(Stored data)
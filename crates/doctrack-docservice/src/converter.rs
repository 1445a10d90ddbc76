//! HTTP client for the conversion endpoint.

use std::time::Duration;

use async_trait::async_trait;
use serde::Deserialize;
use serde_json::json;
use tracing::{debug, warn};

use doctrack_core::config::{DocServiceConfig, SignatureConfig};
use doctrack_core::error::AppError;
use doctrack_core::result::AppResult;
use doctrack_core::traits::converter::{ConversionOutcome, ConversionRequest, DocumentConverter};

use crate::error::ConversionError;
use crate::signing::RequestSigner;

/// Answer of the conversion endpoint.
#[derive(Debug, Deserialize)]
#[serde(rename_all = "camelCase")]
struct ConvertResponse {
    #[serde(default)]
    end_convert: bool,
    #[serde(default)]
    percent: Option<u8>,
    #[serde(default)]
    file_url: Option<String>,
    #[serde(default)]
    file_type: Option<String>,
    #[serde(default)]
    error: Option<i64>,
}

impl ConvertResponse {
    fn into_outcome(self) -> Result<ConversionOutcome, ConversionError> {
        if let Some(code) = self.error.filter(|c| *c != 0) {
            return Err(ConversionError::from_code(code));
        }

        if self.end_convert {
            let uri = self
                .file_url
                .filter(|u| !u.is_empty())
                .ok_or_else(|| ConversionError::MalformedResponse("missing fileUrl".into()))?;
            return Ok(ConversionOutcome {
                percent: 100,
                uri: Some(uri),
                file_type: self.file_type,
            });
        }

        Ok(ConversionOutcome {
            percent: self.percent.unwrap_or(0).min(99),
            uri: None,
            file_type: self.file_type,
        })
    }
}

/// Converts documents through the document service's conversion endpoint.
#[derive(Debug, Clone)]
pub struct HttpConversionClient {
    http: reqwest::Client,
    url: String,
    signer: RequestSigner,
}

impl HttpConversionClient {
    /// Creates a client from service and signature configuration.
    pub fn new(docservice: &DocServiceConfig, signature: &SignatureConfig) -> AppResult<Self> {
        let http = reqwest::Client::builder()
            .timeout(Duration::from_secs(docservice.convert_timeout_seconds))
            .build()
            .map_err(|e| {
                AppError::configuration(format!("Failed to build conversion client: {e}"))
            })?;

        Ok(Self {
            http,
            url: docservice.converter_url(),
            signer: RequestSigner::new(signature),
        })
    }
}

/// Title sent along with the request: the last path segment of the URI.
fn title_for(request: &ConversionRequest) -> String {
    let path = request.source_uri.split(['?', '#']).next().unwrap_or_default();
    match path.rsplit('/').next() {
        Some(name) if !name.is_empty() && name.contains('.') => name.to_string(),
        _ => format!("{}.{}", request.key, request.source_ext),
    }
}

#[async_trait]
impl DocumentConverter for HttpConversionClient {
    async fn convert(&self, request: &ConversionRequest) -> AppResult<ConversionOutcome> {
        if request.is_identity() {
            return Ok(ConversionOutcome::passthrough(request));
        }

        let body = json!({
            "async": request.is_async,
            "filetype": request.source_ext,
            "outputtype": request.target_ext,
            "key": request.key,
            "url": request.source_uri,
            "title": title_for(request),
        });

        debug!(
            key = %request.key,
            from = %request.source_ext,
            to = %request.target_ext,
            "Requesting conversion"
        );

        let builder = self
            .http
            .post(&self.url)
            .header(reqwest::header::ACCEPT, "application/json");
        let response = self
            .signer
            .sign_json(builder, body)?
            .send()
            .await
            .map_err(|e| ConversionError::from_transport(&e))?;

        if !response.status().is_success() {
            warn!(status = %response.status(), key = %request.key, "Conversion request rejected");
            return Err(ConversionError::Status(response.status().as_u16()).into());
        }

        let answer: ConvertResponse = response
            .json()
            .await
            .map_err(|e| ConversionError::MalformedResponse(e.to_string()))?;

        Ok(answer.into_outcome()?)
    }
}
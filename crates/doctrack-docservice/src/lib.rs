//! # doctrack-docservice
//!
//! Clients for the external document service: format conversion, session
//! commands, and content downloads. Every outbound request is bounded by a
//! timeout and, when signing is enabled, carries a token both in the body
//! and in the signature header.

pub mod cache;
pub mod command;
pub mod converter;
pub mod error;
pub mod fetcher;
pub mod signing;

pub use cache::CachedConverter;
pub use command::HttpCommandClient;
pub use converter::HttpConversionClient;
pub use error::ConversionError;
pub use fetcher::HttpContentFetcher;
pub use signing::RequestSigner;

**What you need to do:**
Write out the records in full, word for word.

**Result:**
filename crates/doctrack-docservice/src/converter.rs
repository 1445a10d90ddbc76
//! HTTP client for the conversion endpoint.

use std::time::Duration;

use async_trait::async_trait;
use serde::Deserialize;
use serde_json::json;
use tracing::{debug, warn};

use doctrack_core::config::{DocServiceConfig, SignatureConfig};
use doctrack_core::error::AppError;
use doctrack_core::result::AppResult;
use doctrack_core::traits::converter::{ConversionOutcome, ConversionRequest, DocumentConverter};

use crate::error::ConversionError;
use crate::signing::RequestSigner;

/// Answer of the conversion endpoint.
#[derive(Debug, Deserialize)]
#[serde(rename_all = "camelCase")]
struct ConvertResponse {
    #[serde(default)]
    end_convert: bool,
    #[serde(default)]
    percent: Option<u8>,
    #[serde(default)]
    file_url: Option<String>,
    #[serde(default)]
    file_type: Option<String>,
    #[serde(default)]
    error: Option<i64>,
}

impl ConvertResponse {
    fn into_outcome(self) -> Result<ConversionOutcome, ConversionError> {
        if let Some(code) = self.error.filter(|c| *c != 0) {
            return Err(ConversionError::from_code(code));
        }

        if self.end_convert {
            let uri = self
                .file_url
                .filter(|u| !u.is_empty())
                .ok_or_else(|| ConversionError::MalformedResponse("missing fileUrl".into()))?;
            return Ok(ConversionOutcome {
                percent: 100,
                uri: Some(uri),
                file_type: self.file_type,
            });
        }

        Ok(ConversionOutcome {
            percent: self.percent.unwrap_or(0).min(99),
            uri: None,
            file_type: self.file_type,
        })
    }
}

/// Converts documents through the document service's conversion endpoint.
#[derive(Debug, Clone)]
pub struct HttpConversionClient {
    http: reqwest::Client,
    url: String,
    signer: RequestSigner,
}

impl HttpConversionClient {
    /// Creates a client from service and signature configuration.
    pub fn new(docservice: &DocServiceConfig, signature: &SignatureConfig) -> AppResult<Self> {
        let http = reqwest::Client::builder()
            .timeout(Duration::from_secs(docservice.convert_timeout_seconds))
            .build()
            .map_err(|e| {
                AppError::configuration(format!("Failed to build conversion client: {e}"))
            })?;

        Ok(Self {
            http,
            url: docservice.converter_url(),
            signer: RequestSigner::new(signature),
        })
    }
}

/// Title sent along with the request: the last path segment of the URI.
fn title_for(request: &ConversionRequest) -> String {
    let path = request.source_uri.split(['?', '#']).next().unwrap_or_default();
    match path.rsplit('/').next() {
        Some(name) if !name.is_empty() && name.contains('.') => name.to_string(),
        _ => format!("{}.{}", request.key, request.source_ext),
    }
}

#[async_trait]
impl DocumentConverter for HttpConversionClient {
    async fn convert(&self, request: &ConversionRequest) -> AppResult<ConversionOutcome> {
        if request.is_identity() {
            return Ok(ConversionOutcome::passthrough(request));
        }

        let body = json!({
            "async": request.is_async,
            "filetype": request.source_ext,
            "outputtype": request.target_ext,
            "key": request.key,
            "url": request.source_uri,
            "title": title_for(request),
        });

        debug!(
            key = %request.key,
            from = %request.source_ext,
            to = %request.target_ext,
            "Requesting conversion"
        );

        let builder = self
            .http
            .post(&self.url)
            .header(reqwest::header::ACCEPT, "application/json");
        let response = self
            .signer
            .sign_json(builder, body)?
            .send()
            .await
            .map_err(|e| ConversionError::from_transport(&e))?;

        if !response.status().is_success() {
            warn!(status = %response.status(), key = %request.key, "Conversion request rejected");
            return Err(ConversionError::Status(response.status().as_u16()).into());
        }

        let answer: ConvertResponse = response
            .json()
            .await
            .map_err(|e| ConversionError::MalformedResponse(e.to_string()))?;

        Ok(answer.into_outcome()?)
    }
}
filename crates/doctrack-docservice/src/lib.rs
//! # doctrack-docservice
//!
//! Clients for the external document service: format conversion, session
//! commands, and content downloads. Every outbound request is bounded by a
//! timeout and, when signing is enabled, carries a token both in the body
//! and in the signature header.

pub mod cache;
pub mod command;
pub mod converter;
pub mod error;
pub mod fetcher;
pub mod signing;

pub use cache::CachedConverter;
pub use command::HttpCommandClient;
pub use converter::HttpConversionClient;
pub use error::ConversionError;
pub use fetcher::HttpContentFetcher;
pub use signing::RequestSigner;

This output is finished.